Einem gewissermaßen natürlichen Rassismus ist wohl auch zu verdanken, dass der in Neuseeland gedrehte »Herr der Ringe« seine in der Erde gezüchteten, triebhaften Monstermaschinen wie Maori vorführt, also eine Waffenschmiede als Brutstätte von Wilden verkauft. Verwechslungen dieser Art passen zu den Mysterien des Trödelladens, aus dem all die Super-McGuffins kommen und in dem eine Atombombe wahrscheinlich als Aschenputtels Puppe zu finden wäre. Daneben gefällt »Der Herr der Ringe« sich in einer aufdringlichen Gewähltheit seiner Sprache. Das unablässige Geschnörkel mit irgendwelchen getragen klingenden Namen begleitet eine Ansprache, die jeden der »Gefährten« immerzu innerlich aufrichten will, um ihm aus einer vermeintlichen Krise und irgendwelchen Zweifeln herauszuhelfen, eine Mobilmachung nach innen, die das Sprechen vom Widerspruch und Konflikt abrückt, um es in feste Formen nur mehr innerer Stimmen zu gießen. Geordnete Identifizierungen, bedeutsame Autoritäten und vor allem Versprechungen beschwören den permanenten Zuspruch, der mit wenig Konkretem auskommt und umso mehr den Ahnungen überlässt; er handelt kaum von den Verbindungen, die er bekräftigen will, und braucht insofern als seinen Antreiber Gefahren, die woanders sind.

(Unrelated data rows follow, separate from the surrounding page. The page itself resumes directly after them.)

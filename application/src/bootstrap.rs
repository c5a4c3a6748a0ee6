//! Wiring: infrastructure, buses, projectors and the running service.
//!
//! ```rust,ignore
//! let config = AppConfig::from_env();
//! let service = ApplicationService::start(&config, Infrastructure::in_memory(), Collaborators::disabled()).await?;
//!
//! let outcome = service.handle_request(Request::parse(line)?).await;
//!
//! service.shutdown().await;
//! ```

use crate::api::{CommandRequest, Outcome, QueryRequest, Request};
use crate::collaborators::Collaborators;
use crate::command_handlers::ApplicationCommandHandler;
use crate::commands::{
    CreateApplication, EditApplication, RefreshAllocatorMultisig, RequestDatacapRefresh, RevokeKyc,
    StartRkhApproval, SubmitGovernanceReviewResult, SubmitKycResult, UpdateDatacapAllocation,
    UpdateMetaAllocatorApprovals, UpdateRkhApprovals,
};
use crate::config::AppConfig;
use crate::error::ApplicationError;
use crate::projectors::ApplicationDetailsProjector;
use crate::queries::{ApplicationQueryHandler, GetApplicationById, GetApplications};
use crate::read_model::{ApplicationDetailsRepository, InMemoryApplicationDetailsRepository};
use crate::repository::ApplicationRepository;
use crate::role::RoleResolver;
use filplus_core::environment::{Clock, SystemClock};
use filplus_core::event_bus::EventBus;
use filplus_core::event_store::EventStore;
use filplus_runtime::error::DispatchError;
use filplus_runtime::event_dispatcher::{DispatcherHandle, EventDispatcher};
use filplus_runtime::{Command, CommandBus, Query, QueryBus};
use filplus_testing::{InMemoryEventBus, InMemoryEventStore};
use serde::Serialize;
use serde_json::Value;
use std::sync::Arc;

/// Storage and transport the service runs on.
#[derive(Clone)]
pub struct Infrastructure {
    /// Write side.
    pub event_store: Arc<dyn EventStore>,
    /// Publishes committed events to projectors.
    pub event_bus: Arc<dyn EventBus>,
    /// Read side.
    pub details: Arc<dyn ApplicationDetailsRepository>,
    /// Timestamp source.
    pub clock: Arc<dyn Clock>,
}

impl Infrastructure {
    /// Everything in memory, wall-clock time.
    #[must_use]
    pub fn in_memory() -> Self {
        Self {
            event_store: Arc::new(InMemoryEventStore::new()),
            event_bus: Arc::new(InMemoryEventBus::new()),
            details: Arc::new(InMemoryApplicationDetailsRepository::new()),
            clock: Arc::new(SystemClock),
        }
    }

    /// Replace the clock.
    #[must_use]
    pub fn with_clock(mut self, clock: Arc<dyn Clock>) -> Self {
        self.clock = clock;
        self
    }
}

impl std::fmt::Debug for Infrastructure {
    fn fmt(&self, f: &mut std::fmt::Formatter<'_>) -> std::fmt::Result {
        f.debug_struct("Infrastructure").finish_non_exhaustive()
    }
}

/// The running application workflow.
pub struct ApplicationService {
    commands: CommandBus,
    queries: QueryBus,
    repository: ApplicationRepository,
    details: Arc<dyn ApplicationDetailsRepository>,
    dispatcher: Arc<EventDispatcher>,
    handle: DispatcherHandle,
}

impl ApplicationService {
    /// Register every handler and projector and start consuming events.
    ///
    /// # Errors
    ///
    /// Returns [`ApplicationError::Storage`] if the event topic cannot be
    /// subscribed.
    pub async fn start(
        config: &AppConfig,
        infrastructure: Infrastructure,
        collaborators: Collaborators,
    ) -> Result<Self, ApplicationError> {
        let Infrastructure {
            event_store,
            event_bus,
            details,
            clock,
        } = infrastructure;

        let repository = ApplicationRepository::new(
            Arc::clone(&event_store),
            Arc::clone(&event_bus),
            config.events_topic.clone(),
        );
        let blockchain = Arc::clone(&collaborators.blockchain);
        let handler = Arc::new(
            ApplicationCommandHandler::new(
                repository.clone(),
                clock,
                RoleResolver::new(config.roles.clone()),
                collaborators,
            )
            .with_collaborator_timeout(config.collaborator_timeout())
            .with_default_rkh_threshold(config.rkh_approval_threshold),
        );

        let mut commands = CommandBus::new(config.command_retry_policy());
        register_commands(&mut commands, &handler)?;

        let mut queries = QueryBus::new();
        let query_handler = Arc::new(ApplicationQueryHandler::new(Arc::clone(&details)));
        queries.register::<GetApplicationById>(Arc::clone(&query_handler) as _)?;
        queries.register::<GetApplications>(query_handler)?;

        let mut dispatcher = EventDispatcher::new()
            .with_event_store(event_store)
            .with_workers(config.projection_workers);
        for projector in ApplicationDetailsProjector::all(&details, &blockchain, config.collaborator_timeout()) {
            dispatcher.register(projector);
        }
        let dispatcher = Arc::new(dispatcher);
        let handle = Arc::clone(&dispatcher)
            .spawn(event_bus, &config.events_topic)
            .await
            .map_err(|error| ApplicationError::Storage(format!("cannot subscribe to {}: {error}", config.events_topic)))?;

        tracing::info!(topic = %config.events_topic, "application service started");
        Ok(Self {
            commands,
            queries,
            repository,
            details,
            dispatcher,
            handle,
        })
    }

    /// Dispatch a command.
    ///
    /// # Errors
    ///
    /// Returns the command's [`ApplicationError`].
    pub async fn execute<C>(&self, command: C) -> Result<C::Output, ApplicationError>
    where
        C: Command<Error = ApplicationError>,
    {
        self.commands.dispatch(command).await
    }

    /// Dispatch a query.
    ///
    /// # Errors
    ///
    /// Returns the query's [`ApplicationError`].
    pub async fn ask<Q>(&self, query: Q) -> Result<Q::Output, ApplicationError>
    where
        Q: Query<Error = ApplicationError>,
    {
        self.queries.dispatch(query).await
    }

    /// Run a parsed request.
    pub async fn handle_request(&self, request: Request) -> Outcome<Value> {
        match request {
            Request::Command(command) => self.submit(command).await,
            Request::Query(query) => self.query(query).await,
        }
    }

    /// Run a command request.
    pub async fn submit(&self, request: CommandRequest) -> Outcome<Value> {
        let result = match request {
            CommandRequest::CreateApplication(c) => encode(self.execute(c).await),
            CommandRequest::EditApplication(c) => encode(self.execute(c).await),
            CommandRequest::SubmitKycResult(c) => encode(self.execute(c).await),
            CommandRequest::RevokeKyc(c) => encode(self.execute(c).await),
            CommandRequest::SubmitGovernanceReviewResult(c) => encode(self.execute(c).await),
            CommandRequest::StartRkhApproval(c) => encode(self.execute(c).await),
            CommandRequest::UpdateRkhApprovals(c) => encode(self.execute(c).await),
            CommandRequest::UpdateMetaAllocatorApprovals(c) => encode(self.execute(c).await),
            CommandRequest::UpdateDatacapAllocation(c) => encode(self.execute(c).await),
            CommandRequest::RequestDatacapRefresh(c) => encode(self.execute(c).await),
            CommandRequest::RefreshAllocatorMultisig(c) => encode(self.execute(c).await),
        };
        result.into()
    }

    /// Run a query request.
    pub async fn query(&self, request: QueryRequest) -> Outcome<Value> {
        let result = match request {
            QueryRequest::GetApplicationById(q) => encode(self.ask(q).await),
            QueryRequest::GetApplications(q) => encode(self.ask(q).await),
        };
        result.into()
    }

    /// Drop the read-model document of `application_id` and rebuild it from
    /// the event store. Returns the number of events replayed.
    ///
    /// # Errors
    ///
    /// Returns [`ApplicationError::NotFound`] if the application has no
    /// events, or [`ApplicationError::Storage`] if a projector fails.
    pub async fn rebuild_read_model(&self, application_id: &str) -> Result<usize, ApplicationError> {
        let events = self.repository.load_events(application_id).await?;
        if events.is_empty() {
            return Err(ApplicationError::NotFound(application_id.to_owned()));
        }
        self.details.remove(application_id).await?;
        for event in &events {
            let report = self.dispatcher.dispatch(event).await;
            if let Some(failure) = report.failures.into_iter().next() {
                return Err(ApplicationError::Storage(format!(
                    "rebuild of {application_id} failed at sequence {} in {}: {}",
                    event.sequence.value(),
                    failure.handler,
                    failure.error
                )));
            }
        }
        tracing::info!(application_id = %application_id, events = events.len(), "read model rebuilt");
        Ok(events.len())
    }

    /// Write-side repository.
    #[must_use]
    pub const fn repository(&self) -> &ApplicationRepository {
        &self.repository
    }

    /// Read-side repository.
    #[must_use]
    pub fn details(&self) -> &Arc<dyn ApplicationDetailsRepository> {
        &self.details
    }

    /// Stop consuming events once the ones already received are projected.
    pub async fn shutdown(self) {
        self.handle.shutdown().await;
        tracing::info!("application service stopped");
    }
}

impl std::fmt::Debug for ApplicationService {
    fn fmt(&self, f: &mut std::fmt::Formatter<'_>) -> std::fmt::Result {
        f.debug_struct("ApplicationService")
            .field("commands", &self.commands)
            .field("queries", &self.queries)
            .field("dispatcher", &self.dispatcher)
            .finish_non_exhaustive()
    }
}

fn register_commands(bus: &mut CommandBus, handler: &Arc<ApplicationCommandHandler>) -> Result<(), DispatchError> {
    bus.register::<CreateApplication>(Arc::clone(handler) as _)?;
    bus.register::<EditApplication>(Arc::clone(handler) as _)?;
    bus.register::<SubmitKycResult>(Arc::clone(handler) as _)?;
    bus.register::<RevokeKyc>(Arc::clone(handler) as _)?;
    bus.register::<SubmitGovernanceReviewResult>(Arc::clone(handler) as _)?;
    bus.register::<StartRkhApproval>(Arc::clone(handler) as _)?;
    bus.register::<UpdateRkhApprovals>(Arc::clone(handler) as _)?;
    bus.register::<UpdateMetaAllocatorApprovals>(Arc::clone(handler) as _)?;
    bus.register::<UpdateDatacapAllocation>(Arc::clone(handler) as _)?;
    bus.register::<RequestDatacapRefresh>(Arc::clone(handler) as _)?;
    bus.register::<RefreshAllocatorMultisig>(Arc::clone(handler) as _)?;
    Ok(())
}

fn encode<T: Serialize>(result: Result<T, ApplicationError>) -> Result<Value, ApplicationError> {
    result.and_then(|data| {
        serde_json::to_value(data).map_err(|error| ApplicationError::Storage(format!("cannot encode response: {error}")))
    })
}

Allen Filmen gemeinsam ist eine verschärfte Spaltung von Gut und Böse, die vehemente Vertiefung zu einem unveränderlichen und unvermischten Gegensatz, in dem es, wenn überhaupt, nur noch geringen Verhandlungsspielraum gibt. Das Medium dieser Ordnung ist das magische Objekt, das die Ereignisse von den sozialen Beziehungen trennt und Macht als kosmisches Gesetz installiert. Die Guten sind erwählt; sie folgen einem Ruf, der ihnen jede eigene Entscheidung erspart, sie aber beständig belohnt, und so tragen sie ihren Lammfellblick bis in die Schlacht. Das Abenteuer - oder genauer gesagt - der Krieg wird zur ungewollten Begegnung mit Monstern; sie braucht den schärferen Ton der Spaltung für das größere Maß an Schuld. Die Wesen der schlechten Seite dieser Konstruktion haben nur wenig Raum, sich zu figurieren; sie bleiben fremd, und kaum treten sie auf, schon gibt es ein Rasen und Toben, eine unkontrollierbare Katastrophe. Sie werden geschlachtet oder müssen erstarren und fallen als Trümmer zu Boden. Und dennoch sind diese vielgestaltigen Monster die eigentliche Domäne der Computertechnik, die an ihnen ihre Zauberkraft demonstriert. Ist es ein Zufall, dass die Flucht der modernsten Technologie in eine verstaubte Ausstattungswelt von zwei Ereignissen begleitet war: dem Einbruch am Neuen Markt und der Ankündigung von »Pearl Harbor« für den 25. Mai 2001, wobei diesmal die ganze Öffentlichkeit über den bevorstehenden Angriff im Bilde war?